I awakened with a start. An hour before dawn and the heat was already stifling inside the small house Papa and I shared in the village King Khufu had erected for his pyramid workers on the floodplain at the base of the Giza plateau. I lay still for a moment, basking in the afterglow of the all–too familiar dream, replaying it in my mind. I still remembered the first night I’d had it, in the workers’ village at Dahshur, a year before Khufu succeeded his father Sneferu and Papa and I moved along with thousands of other skilled workers to Giza. The dream had visited me regularly thereafter and had never once varied in the slightest. I reached beside my bed and touched a leather pouch on the floor, crammed with images of the magnificent dresses I’d sketched on ostraca from memory, their linen sheer or opaque or finely pleated, softly hugging curves and indentations. I’d told Papa about my dream once. I’d never seen him so excited. According to him the falcon god – my family’s god from ancient times – had been sending similar dreams to my ancestors for thousands of years, dreams to guide their lives, and every one had come true. He’d told me my dream meant that someday I’d be one of the king’s courtiers and attend banquets in his per’aa. Papa’s claim was far–fetched, though he believed it with his whole heart. I was only a lowly seamstress, laboring like everyone else in the valley in service to King Khufu, helping create his mighty pyramid. But I fervently wished my dream would come true. I longed to escape the drudgery and anonymity of the pyramid village and improve my life. What better place to do that than in King Khufu’s household?

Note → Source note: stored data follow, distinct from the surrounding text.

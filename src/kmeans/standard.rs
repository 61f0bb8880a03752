use super::{components, nearest, squared_distance, ClusterBackend, ClusterSum};

use palette::Srgb;

/// The sequential clustering backend.
///
/// Every primitive is a plain loop over the pixels on the calling thread.
/// This is always available and is the reference behavior for other backends.
#[derive(Debug, Clone, Copy, Default, PartialEq, Eq)]
pub struct StandardClusterer;

impl ClusterBackend for StandardClusterer {
    fn name(&self) -> &'static str {
        "standard"
    }

    fn update_nearest(&self, pixels: &[Srgb<u8>], nearest: &mut [f32], centroid: [f32; 3]) {
        for (distance, &pixel) in nearest.iter_mut().zip(pixels) {
            *distance = distance.min(squared_distance(components(pixel), centroid));
        }
    }

    fn assign(&self, pixels: &[Srgb<u8>], centroids: &[[f32; 3]], labels: &mut [u8]) {
        for (label, &pixel) in labels.iter_mut().zip(pixels) {
            *label = nearest(centroids, components(pixel));
        }
    }

    fn accumulate(&self, pixels: &[Srgb<u8>], labels: &[u8], k: usize) -> Vec<ClusterSum> {
        let mut sums = vec![ClusterSum::default(); k];
        for (&pixel, &label) in pixels.iter().zip(labels) {
            sums[usize::from(label)].add(components(pixel));
        }
        sums
    }
}
#[path = "../util/util.rs"]
mod util;

use util::bench_images;

use std::time::Duration;

use criterion::{
    criterion_group, criterion_main, measurement::WallTime, Bencher, BenchmarkId, Criterion,
    SamplingMode,
};
use swatchbook::{
    Backend, ClusterCount, Clusterer, DominantColors, KmeansOptions, PixelSet,
};

const SEED: u64 = 0;

fn bench(
    c: &mut Criterion,
    group: &str,
    images: &[(String, PixelSet)],
    mut f: impl FnMut(&mut Bencher<WallTime>, &(ClusterCount, &PixelSet)),
) {
    let mut group = c.benchmark_group(group);
    group
        .sample_size(20)
        .noise_threshold(0.05)
        .sampling_mode(SamplingMode::Flat)
        .warm_up_time(Duration::from_millis(500));

    for (k, secs) in [(256, 6), (64, 4), (32, 3), (10, 2), (4, 2)] {
        let k = ClusterCount::new(k).unwrap();
        group.measurement_time(Duration::from_secs(secs));
        for (name, pixels) in images {
            group.bench_with_input(BenchmarkId::new(k.to_string(), name), &(k, pixels), &mut f);
        }
    }
}

fn bench_backend(c: &mut Criterion, group: &str, backend: Backend) {
    let clusterer = Clusterer::new(backend);
    let options = KmeansOptions::new().seed(SEED);
    bench(c, group, bench_images(), |b, &(k, pixels)| {
        b.iter(|| clusterer.cluster(pixels, k, &options).unwrap())
    })
}

fn kmeans_standard(c: &mut Criterion) {
    bench_backend(c, "kmeans_standard", Backend::Standard);
}

fn kmeans_accelerated(c: &mut Criterion) {
    bench_backend(c, "kmeans_accelerated", Backend::Accelerated);
}

fn records_probed(c: &mut Criterion) {
    let backend = Backend::probe();
    bench(c, "records_probed", bench_images(), |b, &(k, pixels)| {
        b.iter(|| {
            DominantColors::new(pixels, backend)
                .num_colors(k)
                .options(KmeansOptions::new().seed(SEED))
                .records()
                .unwrap()
        })
    })
}

criterion_group!(benches, kmeans_standard, kmeans_accelerated, records_probed);
criterion_main!(benches);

I rose from my bed, a thick pad of linen filled with straw covering a low mud–brick bench abutting a wall. Papa stirred momentarily on the other side of the small room that served as both our living and sleeping quarters, then fell back asleep, breathing deeply. My two older cousins, Ak and Userbat, were lying on woven reed mats on the floor beside him, indistinct shapes in the dark, snoring. They’d arrived yesterday from Aunt Inhopy’s and Uncle Pedubast’s farm several days travel upriver near King Sneferu’s pyramid at Meidum, anticipating the beginning of the annual inundation that would soon flood the entire valley from plateau to plateau, making farming impossible. For three months they, and tens of thousands of other farmers, would work on King Khufu’s pyramid here at Giza, labor they owed the king to whom everything in the valley belonged. As usual, they’d arrived a few days earlier than the rest of the temporary workers so Papa, an assistant to an overseer in charge of receiving and unloading stone at the king’s harbor, could arrange jobs for them that didn’t involve dragging large blocks across the dusty desert plateau, the fate of every other farmer from their locale. As in years past, he’d assigned them to the work gang named “Khufu’s Docking Places are Magnificent.”
Papa did it as a favor to his only sister; my cousins were both lazy and the overseer of their zau, or work group, had to monitor them all day long so they wouldn’t disappear. I dreaded the next three months. I’d spend every evening fending off their advances, for they stayed in my house instead of with the rest of the farmers in dormitories in one of the other workers’ villages or temporary camps that flanked the canal joining Giza’s harbor to the river. My cousins were both obsessed with me and had been ever since I’d become a woman five years ago. Userbat’s advances were understandable; he was twenty, three years older than me, anxious to marry. But Ak was twenty–four, with a wife and two daughters and a son. I was too embarrassed to tell Papa how much I hated being around them, and why. He seemed oblivious to their fixations.
I pushed my cat off the linen skirt at the foot of my bed. I slipped into it, quietly tiptoed barefoot across the smooth dirt floor, rolled up the reed mat covering the doorway and tied it to the lintel. I stepped outside into our small courtyard edged by high walls of mud–brick. A band of stars shone like a river in the black sky and by its light I made my way to an open–air hearth in a corner of the yard.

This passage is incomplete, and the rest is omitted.